[Dataset excerpts]
▼

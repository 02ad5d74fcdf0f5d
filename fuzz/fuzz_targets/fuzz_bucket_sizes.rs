//! Fuzz the size-to-bucket mapping: any size must land in a bucket that
//! holds it, never skip a smaller sufficient bucket (denser distribution),
//! and round-trip through `bucket_slot_size` consistently.

#![no_main]

use libfuzzer_sys::fuzz_target;

use cagealloc::bucket::{
    bucket_index, bucket_slot_size, BucketDistribution, MAX_BUCKETED_SIZE,
};

fuzz_target!(|data: &[u8]| {
    let mut bytes = [0u8; 8];
    let len = data.len().min(8);
    bytes[..len].copy_from_slice(&data[..len]);
    let size = usize::from_le_bytes(bytes);

    for dist in [BucketDistribution::Neutral, BucketDistribution::Denser] {
        match bucket_index(size, dist) {
            Some(index) => {
                assert!(size <= MAX_BUCKETED_SIZE);
                let slot = bucket_slot_size(index);
                assert!(slot >= size);
                if dist == BucketDistribution::Denser && index > 0 {
                    assert!(bucket_slot_size(index - 1) < size.max(1));
                }
            }
            None => assert!(size > MAX_BUCKETED_SIZE),
        }
    }
});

▲

- [Exercise requirements]:
In the records above, how many lines hold the string "BucketDistribution"? Only the number should be given.

- [Written response]:
3